Pre-Exercise (1-3 hours before)
Objective: Fuel the muscles and top off glycogen stores. Nutrient suggestions: Complex carbs with a moderate amount of protein.
Post-Exercise (Immediate - 30 minutes after)
Objective: Quick recovery of glycogen stores and muscle repair. Nutrient suggestions: Carbs with a higher glycemic index and protein.
Rest Days for Recovery
Objective: Support overall recovery and muscle repair. Nutrient suggestions: Balanced intake of carbs, protein, and fats based on total daily energy expenditure.
Morning Training Sessions
Objective: Fuel for the session without causing gastrointestinal distress. Nutrient suggestions: Easily digestible carbs and a small amount of protein.

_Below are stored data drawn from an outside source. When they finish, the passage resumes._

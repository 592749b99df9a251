//! # Makan Where
//!
//! Keep a list of restaurants per organization and spin a wheel to pick
//! one. Records persist to a shared hosted database (for allow-listed
//! organizations), to a database the user supplies, or to per-client local
//! storage, behind one CRUD contract.
//!
//! ## Quick Start
//!
//! ```rust,no_run
//! use std::sync::Arc;
//! use makan_where::{AllowList, AllowListOracle, NewRestaurant, PriceRange, StorageRouter};
//! use makan_where::config::{AppConfig, SharedStoreConfig};
//! use makan_where::storage::MemoryStringStore;
//!
//! #[tokio::main]
//! async fn main() -> Result<(), Box<dyn std::error::Error>> {
//!     let config = AppConfig {
//!         shared_store: SharedStoreConfig {
//!             url: "https://proj.supabase.co".into(),
//!             key: "anon-key".into(),
//!         },
//!         table: "restaurants".into(),
//!         allow_list: AllowList::parse("globex"),
//!         data_dir: "./data".into(),
//!         port: 8080,
//!     };
//!
//!     let oracle = Arc::new(AllowListOracle::new(config.allow_list.clone()));
//!     let router = StorageRouter::from_config(
//!         &config,
//!         Arc::new(MemoryStringStore::new()),
//!         oracle,
//!     );
//!
//!     let added = router
//!         .add("acme corp", NewRestaurant {
//!             name: "Pho Co".into(),
//!             cuisine: "Vietnamese".into(),
//!             price_range: PriceRange::Moderate,
//!             is_halal: false,
//!             google_url: None,
//!         })
//!         .await?;
//!     println!("added {}", added.name);
//!
//!     Ok(())
//! }
//! ```
//!
//! The interesting part is the [`StorageRouter`]: per call it prefers the
//! user's own store, degrades gracefully when that store misbehaves, trusts
//! the shared store for authorized organizations without any silent
//! fallback, and lands on local storage for everyone else.

pub mod adapters;
pub mod config;
pub mod custom_config;
pub mod error;
pub mod oracle;
pub mod router;
pub mod server;
pub mod storage;
pub mod types;
pub mod wheel;

// Re-export commonly used items
pub use adapters::{LocalStore, RestaurantStore, SupabaseStore};
pub use config::{AllowList, AppConfig, SharedStoreConfig};
pub use custom_config::CustomConfigStore;
pub use error::{ConfigValidationError, StorageError, StorageResult};
pub use oracle::{AllowListOracle, AuthorizationOracle, HttpOracle};
pub use router::StorageRouter;
pub use types::{CustomDatabaseConfig, NewRestaurant, PriceRange, Restaurant, normalize_org_name};
pub use wheel::{Wheel, draw_index};
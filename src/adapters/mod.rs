//! Storage adapters: one CRUD contract, three concrete backends.
//!
//! The router never cares which tier it is talking to; every backend
//! implements [`RestaurantStore`] and scopes all four operations by the
//! normalized organization key.

use async_trait::async_trait;

use crate::error::StorageResult;
use crate::types::{NewRestaurant, Restaurant};

pub mod local;
pub mod supabase;

pub use local::LocalStore;
pub use supabase::SupabaseStore;

/// Restaurant persistence operations against one concrete backend.
///
/// Implementations must apply [`normalize_org_name`] to `org_name` before
/// using it as a filter or writing it into a record, and must never return
/// records belonging to another organization.
///
/// [`normalize_org_name`]: crate::types::normalize_org_name
#[async_trait]
pub trait RestaurantStore: Send + Sync {
    /// All restaurants belonging to the organization. Order unspecified.
    async fn list(&self, org_name: &str) -> StorageResult<Vec<Restaurant>>;

    /// Insert one record and return it with the backend-assigned id.
    async fn add(&self, org_name: &str, restaurant: NewRestaurant) -> StorageResult<Restaurant>;

    /// Full-field overwrite of the record with `id`, keeping `id` and the
    /// normalized owner. NotFound if no record matches within the
    /// organization.
    async fn update(
        &self,
        org_name: &str,
        id: &str,
        restaurant: NewRestaurant,
    ) -> StorageResult<Restaurant>;

    /// Remove the record with `id`. Deleting an id that does not exist is
    /// not an error.
    async fn delete(&self, org_name: &str, id: &str) -> StorageResult<()>;
}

During Exercise (<60 minutes)
Objective: Maintain hydration and electrolyte balance. Nutrient suggestions: Water or electrolyte drinks.
During Exercise (1-2.5 hours)
Objective: Sustain energy and hydration. Nutrient suggestions: Water, electrolytes, and easy-to-digest carbs.
Nighttime for Muscle Recovery
Objective: Promote muscle repair and growth during sleep. Nutrient suggestions: Slow digesting protein like casein.
Just Before Exercise (30 minutes before)
Objective: Quickly increase blood glucose levels. Nutrient suggestions: Simple carbohydrates that are quick to digest.
During Exercise (>2.5 hours - Ultra Endurance)
Objective: Prevent depletion of glycogen stores and maintain energy over prolonged periods. Nutrient suggestions: Combination of carbs, protein, and fats.